Le suivi communautaire en milieu ouvert est par conséquent une offre de service alternative. De plus, il permet de combler des besoins auxquels ne peuvent répondre les établissements de santé et rejoint une frange de la population qui ne remplit pas les conditions d’admission du réseau : âge, diagnostic, comorbidité, durée de l’accompagnement…

Le cul-de-sac de la standardisation

La pratique de soutien d’intensité variable, le SIV, nouvel avatar des institutions issu des pratiques des organismes communautaires, est devenu, par le processus d’homologation du Centre national d’excellence en santé mentale (CNESM), la référence de la pratique en matière de suivi dans la communauté.

Au moment où le CNESM sera désormais géré par le ministère de la Santé et des Services sociaux, nous estimons qu’il faut moins miser sur nos différends, nos rendez-vous manqués, que sur les conditions d’une meilleure collaboration entre le milieu communautaire et le réseau institutionnel.

Pour faire image, le communautaire est malheureux dans cette relation et, avec du recul, il faut avouer qu’une relation où le gros partenaire dicte constamment au plus petit les règles d’évaluation, de pratique, de reddition de compte, sans reconnaître la réalité de l’autre, ne peut fonctionner.

La pratique historique du communautaire, ses approches globales et holistiques, que ce soit dans les modèles d’accompagnement dans la communauté, en hébergement, en participation aux études, en intégration au travail ou en intervention de crise, s’accorde mal avec une vision plus institutionnelle et managériale du temps d’intervention à diminuer, au profit de la réduction des listes d’attente et de statistiques, disons, plus productivistes.

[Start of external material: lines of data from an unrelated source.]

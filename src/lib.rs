//! emag-audit: accessibility audit engine for eMAG/WCAG conformance
//!
//! Evaluates a rendered page snapshot against a declarative rule set
//! (Brazil's eMAG 3.1 profile layered over WCAG-style checks) and reports
//! violations, passes, incomplete and inapplicable rules with supporting
//! evidence.

pub mod checks;
pub mod config;
pub mod context;
pub mod document;
pub mod engine;
pub mod output;
pub mod page;
pub mod results;
pub mod rules;

pub use checks::{Check, CheckRegistry, CheckResult, CheckStatus};
pub use config::{AuditConfig, ConfigError, Locale};
pub use context::{EvalContext, UrlProber};
pub use document::{AuditDocument, AuditNode};
pub use engine::{run_audit, AuditEngine, BuildError};
pub use page::{annotate_screenshots, PageBrowser, ScreenshotStore};
pub use results::{Impact, NodeResult, RuleResult, RunResult};
pub use rules::{Mode, Rule, RulePatch, RuleRegistry};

Pour une refonte globale des services en santé mentale

Une politique de santé mentale assortie de budgets récurrents substantiels afin de rattraper le retard historique de financement du mouvement communautaire en santé mentale serait un signe minimum souhaité afin de ne pas rompre ou d’élimer davantage le lien de confiance et de collaboration entre le réseau public et le mouvement communautaire en santé mentale.

Nous sommes à la croisée des chemins et nous croyons que l’heure est venue pour le gouvernement de convier tous les acteurs de la santé mentale à une refonte générale des services de santé mentale.

Les promesses éternelles sur le développement de la première ligne, les services de proximité et le financement accru du communautaire doivent faire place à l’action ! Dans le cas contraire, nous pourrions nous diriger vers une catastrophe de type « CHLSD » ou « Centre jeunesse », mais appliquée à la santé mentale.

La crainte de nos différences et la tentation de standardisation des pratiques qui en résulte nous mènent à un cul-de-sac qui nuira à tous et particulièrement aux milliers de personnes que le mouvement communautaire en santé mentale accompagne.

Un texte de Benoît Côté, directeur du Programme d’encadrement clinique et d’hébergement (PECH), et de Marc Lopez, directeur du Suivi communautaire Le Fil.